[Netflix] « Frankenstein » de Guillermo del Toro : la beauté et la fragilité d’un monstre…

Le rêve d’une vie pour le cinéaste mexicain se transforme en film inégal : entre effets numériques et excès spectaculaires, Frankenstein ne trouve son âme qu’à travers l’interprétation bouleversante de Jacob Elordi.

Frankenstein
Copyright Netflix

On a amplement communiqué dans les médias, avant la sortie du nouveau film de Guillermo del Toro, sur l’importance qu’avait cette adaptation de l’œuvre de Mary Shelley pour l’auteur mexicain, qui rêvait, a-t-on dit, depuis toujours de filmer son Frankenstein. Pour rétablir la véritable histoire telle qu’imaginée par l’écrivaine « amatrice », et pour rendre hommage à ses propres rêves d’enfant, qui tournaient donc autour de créatures monstrueuses. Cette communication était finalement inquiétante, puisqu’elle prenait la forme d’un chantage émotionnel, du genre : « Ne vous avisez pas de critiquer ce film, puisque vous insulteriez et la mémoire de sa créatrice originelle, et les rêves d’un enfant ». Ce qui cachait, mal, les soucis des producteurs (Netflix en l’occurrence) quant à un film qu’ils avaient probablement jugé aussi décevant artistiquement que limité en termes de potentiel commercial.

Frankenstein affiche

Et il faut bien reconnaître que le Frankenstein de del Toro, une fois passée la satisfaction légitime de le voir démarrer dans les glaces polaires et respecter la construction du roman, avec ses récits enchâssés, se révèle plutôt décevant : à l’accumulation d’effets spéciaux numériques – indignes d’un auteur qui a toujours prôné une approche artisanale traditionnelle pour ses films fantastiques -, s’ajoute la lourdeur d’une intrigue, trop compliquée et peu crédible, autour d’un Victor Frankenstein plutôt mal incarné par un Oscar Isaac qui semble perdu. Le manque de clarté des motivations du personnage, ou tout au moins de sa psychologie tourmentée, essentielle pourtant au fonctionnement du récit « mythologique » qui tourne autour des rapports entre un créateur et sa création, plombe clairement et l’interprétation d’Isaac et la logique du récit. Le cinéaste mexicain noie le poisson en accumulant des scènes soit gore, soit de destruction spectaculaire, qui rapprochent son cinéma, de manière improbable, des pires clichés des films de super-héros. Il y a heureusement la belle partition jouée par Mia Goth, qu’on ne voit pas assez, qui permet de ne pas trouver le temps trop long.

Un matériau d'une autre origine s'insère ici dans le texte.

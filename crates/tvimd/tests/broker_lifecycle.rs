//! Integration tests for death cascades, reconnection and user switches.
//!
//! Tests CAN use `.unwrap()` and `.expect()`.

mod common;

use common::{
    app_caller, eventually, input_of, next_notification, snapshot_until, system_caller,
    tuner_entry, Harness, TestClient,
};
use tokio::time::sleep;
use tvim_core::{CallerIdentity, InputState, UserId};
use tvim_provider::{Peer, SessionOp};
use tvimd::broker::{BrokerError, ClientEvent, InputNotification, RegistryCallback};
use tvimd::watch_log::{WatchLogStore, WatchRecord};

const TUNER: &str = "com.example.tuner";

// ============================================================================
// Death cascades
// ============================================================================

#[tokio::test]
async fn test_client_death_releases_its_sessions() {
    let harness = Harness::start(vec![tuner_entry(TUNER)]);
    let client = TestClient::new("doomed");
    let bystander = TestClient::new("bystander");
    let caller = system_caller();

    harness.open_session(&caller, &client, TUNER, 0).await.unwrap();
    harness.open_session(&caller, &client, TUNER, 1).await.unwrap();
    let survivor = harness
        .open_session(&caller, &bystander, TUNER, 0)
        .await
        .unwrap();

    client.peer.kill();

    let snapshot = snapshot_until(&harness.broker, "dead client's sessions gone", |s| {
        s.user(UserId::SYSTEM).unwrap().sessions.len() == 1
    })
    .await;
    let user = snapshot.user(UserId::SYSTEM).unwrap();
    assert!(user.session(survivor).is_some());
    assert_eq!(user.clients.len(), 1);

    let journal = harness.connector.journal().clone();
    eventually("both sessions released", || {
        journal.executed(1) == vec![SessionOp::Release]
            && journal.executed(2) == vec![SessionOp::Release]
    })
    .await;
    assert!(journal.executed(3).is_empty());
}

#[tokio::test]
async fn test_provider_crash_notifies_owner_once() {
    let harness = Harness::start(vec![tuner_entry(TUNER)]);
    let client = TestClient::new("app");
    let token = harness
        .open_session(&system_caller(), &client, TUNER, 5)
        .await
        .unwrap();

    harness
        .connector
        .provider(TUNER, UserId::SYSTEM)
        .expect("provider should be running")
        .crash();

    match client.next_event().await {
        ClientEvent::SessionReleased { token: t, seq } => {
            assert_eq!(t, token);
            assert_eq!(seq, 5);
        }
        other => panic!("expected SessionReleased, got {other:?}"),
    }
    assert!(client.try_next_event().await.is_none());

    snapshot_until(&harness.broker, "crashed session removed", |s| {
        s.user(UserId::SYSTEM).unwrap().sessions.is_empty()
    })
    .await;
}

#[tokio::test]
async fn test_callback_death_unregisters() {
    let harness = Harness::start(vec![tuner_entry(TUNER)]);
    let peer = Peer::new("callback");
    let (callback, _rx) = RegistryCallback::new(peer.clone());

    harness
        .broker
        .register_callback(system_caller(), UserId::CURRENT, callback)
        .await
        .unwrap();
    let snapshot = harness.broker.snapshot().await.unwrap();
    assert_eq!(snapshot.user(UserId::SYSTEM).unwrap().callbacks, 1);

    peer.kill();
    snapshot_until(&harness.broker, "callback removed", |s| {
        s.user(UserId::SYSTEM).unwrap().callbacks == 0
    })
    .await;
}

// ============================================================================
// Reconnection
// ============================================================================

#[tokio::test]
async fn test_reconnecting_provider_refuses_until_drained() {
    let harness = Harness::start(vec![tuner_entry(TUNER)]);
    let client = TestClient::new("app");
    let caller = system_caller();
    let live = harness.open_session(&caller, &client, TUNER, 0).await.unwrap();

    harness.connector.disconnect(TUNER, UserId::SYSTEM);

    let refused = harness.open_session(&caller, &client, TUNER, 1).await;
    assert_eq!(refused, None, "no sessions while reconnecting");

    let snapshot = harness.broker.snapshot().await.unwrap();
    let user = snapshot.user(UserId::SYSTEM).unwrap();
    let service = user.service(&common::component(TUNER)).unwrap();
    assert!(service.reconnecting);
    assert!(user.session(live).is_some(), "live sessions survive a lost connection");

    harness
        .broker
        .release_session(caller.clone(), UserId::CURRENT, live)
        .await
        .unwrap();

    let fresh = harness.open_session(&caller, &client, TUNER, 2).await;
    assert!(fresh.is_some(), "drained provider binds again");
    assert_eq!(harness.connector.binds(), 2);
}

#[tokio::test]
async fn test_lost_connection_keeps_input_state() {
    let harness = Harness::start(vec![tuner_entry(TUNER)]);
    let client = TestClient::new("app");
    let caller = system_caller();
    let (callback, mut rx) = RegistryCallback::new(Peer::new("watcher"));
    harness
        .broker
        .register_callback(caller.clone(), UserId::CURRENT, callback)
        .await
        .unwrap();
    let live = harness.open_session(&caller, &client, TUNER, 0).await.unwrap();

    harness.connector.disconnect(TUNER, UserId::SYSTEM);
    snapshot_until(&harness.broker, "provider reconnecting", |s| {
        s.user(UserId::SYSTEM)
            .and_then(|u| u.service(&common::component(TUNER)))
            .is_some_and(|service| service.reconnecting)
    })
    .await;

    // Whatever a watcher is told must match what a query returns
    sleep(common::QUIET_PERIOD).await;
    assert!(rx.try_recv().is_err(), "no state change was stored");
    let state = harness
        .broker
        .get_input_state(caller.clone(), UserId::CURRENT, input_of(TUNER))
        .await
        .unwrap();
    assert_eq!(state, InputState::Connected);

    harness
        .broker
        .release_session(caller.clone(), UserId::CURRENT, live)
        .await
        .unwrap();
    assert!(harness.open_session(&caller, &client, TUNER, 1).await.is_some());
    let state = harness
        .broker
        .get_input_state(caller, UserId::CURRENT, input_of(TUNER))
        .await
        .unwrap();
    assert_eq!(state, InputState::Connected);
    assert!(rx.try_recv().is_err());
}

#[tokio::test]
async fn test_lost_connection_aborts_pending_requests() {
    let harness = Harness::start(vec![tuner_entry(TUNER)]);
    harness.connector.set_auto_connect(false);
    let client = TestClient::new("app");

    let token = harness
        .broker
        .create_session(
            system_caller(),
            UserId::CURRENT,
            client.handle.clone(),
            input_of(TUNER),
            3,
        )
        .await
        .unwrap();
    assert!(token.is_some());

    harness.connector.disconnect(TUNER, UserId::SYSTEM);
    assert_eq!(client.created().await, (None, 3));
}

// ============================================================================
// Users
// ============================================================================

#[tokio::test]
async fn test_switch_user_tears_down_previous_user() {
    let harness = Harness::start(vec![tuner_entry(TUNER)]);
    let client = TestClient::new("app");
    let caller = system_caller();
    let token = harness.open_session(&caller, &client, TUNER, 8).await.unwrap();

    let next_user = UserId::new(10);
    harness.broker.switch_user(next_user).await.unwrap();
    client.released(token).await;

    let snapshot = harness.broker.snapshot().await.unwrap();
    assert_eq!(snapshot.current_user, next_user);
    assert!(snapshot.user(UserId::SYSTEM).unwrap().sessions.is_empty());
    assert_eq!(harness.connector.unbinds(), 1);

    // The new user's registry is built on switch
    let inputs = harness
        .broker
        .get_input_list(caller, UserId::CURRENT)
        .await
        .unwrap();
    assert_eq!(inputs.len(), 1);

    harness.watch_log.flush().await;
    let records = harness.watch_store.records(UserId::SYSTEM).unwrap();
    assert!(records
        .iter()
        .any(|r| matches!(r, WatchRecord::End { session_token, .. } if session_token == &token.to_string())));
}

#[tokio::test]
async fn test_switch_user_keeps_registry_callbacks() {
    let harness = Harness::start(vec![tuner_entry(TUNER)]);
    let (callback, mut rx) = RegistryCallback::new(Peer::new("system-ui"));
    harness
        .broker
        .register_callback(system_caller(), UserId::CURRENT, callback)
        .await
        .unwrap();

    harness.broker.switch_user(UserId::new(10)).await.unwrap();
    harness.broker.switch_user(UserId::SYSTEM).await.unwrap();

    let snapshot = harness.broker.snapshot().await.unwrap();
    let user = snapshot.user(UserId::SYSTEM).unwrap();
    assert_eq!(user.callbacks, 1, "callback survives the round trip");
    assert_eq!(user.inputs.len(), 1);

    harness
        .directory
        .set(vec![tuner_entry(TUNER), tuner_entry("com.example.other")]);
    harness
        .broker
        .rebuild_inputs(UserId::CURRENT, Vec::new())
        .await
        .unwrap();
    assert_eq!(
        next_notification(&mut rx).await,
        InputNotification::Added(input_of("com.example.other"))
    );
}

#[tokio::test]
async fn test_switch_user_resolves_pending_requests() {
    let harness = Harness::start(vec![tuner_entry(TUNER)]);
    harness.connector.set_auto_connect(false);
    let client = TestClient::new("app");

    harness
        .broker
        .create_session(
            system_caller(),
            UserId::CURRENT,
            client.handle.clone(),
            input_of(TUNER),
            2,
        )
        .await
        .unwrap();

    harness.broker.switch_user(UserId::new(10)).await.unwrap();
    assert_eq!(client.created().await, (None, 2));
    assert!(!harness.connector.is_bound(TUNER, UserId::SYSTEM));
}

#[tokio::test]
async fn test_current_user_follows_switch() {
    let harness = Harness::start(vec![tuner_entry(TUNER)]);
    let app: CallerIdentity = app_caller(10_050, UserId::SYSTEM);

    harness
        .broker
        .get_input_list(app.clone(), UserId::CURRENT)
        .await
        .expect("own user is allowed");

    harness.broker.switch_user(UserId::new(10)).await.unwrap();
    let err = harness
        .broker
        .get_input_list(app, UserId::CURRENT)
        .await
        .unwrap_err();
    assert!(matches!(err, BrokerError::PermissionDenied(_)));
}

#[tokio::test]
async fn test_remove_user_drops_state() {
    let harness = Harness::start(vec![tuner_entry(TUNER)]);
    let caller = system_caller();
    let background = UserId::new(11);

    // Registry of a user that is not active
    harness
        .broker
        .rebuild_inputs(background, Vec::new())
        .await
        .unwrap();
    let inputs = harness
        .broker
        .get_input_list(caller, background)
        .await
        .unwrap();
    assert_eq!(inputs.len(), 1);

    harness.broker.remove_user(background).await.unwrap();
    let snapshot = harness.broker.snapshot().await.unwrap();
    assert!(snapshot.user(background).is_none());
    assert!(snapshot.user(UserId::SYSTEM).is_some());
}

Bref, on désespérait déjà de retrouver la moindre émotion quand survient le miracle ! Jacob Elordi, qui incarne un très beau (ce qui est surprenant, mais malin) monstre, s’accapare complètement le film, dans une succession de scènes à l’intensité émotionnelle croissante. Bon, il faut passer outre sa drôle de couleur bleue qui, conjuguée à sa haute taille, peut laisser croire qu’il sort du set de James Cameron et vient de Pandora, mais sinon, c’est vraiment du très, très bon mélodrame. Et cela permet à ce film pour le moins inégal de nous laisser… bouleversés, et donc satisfaits, sinon comblés.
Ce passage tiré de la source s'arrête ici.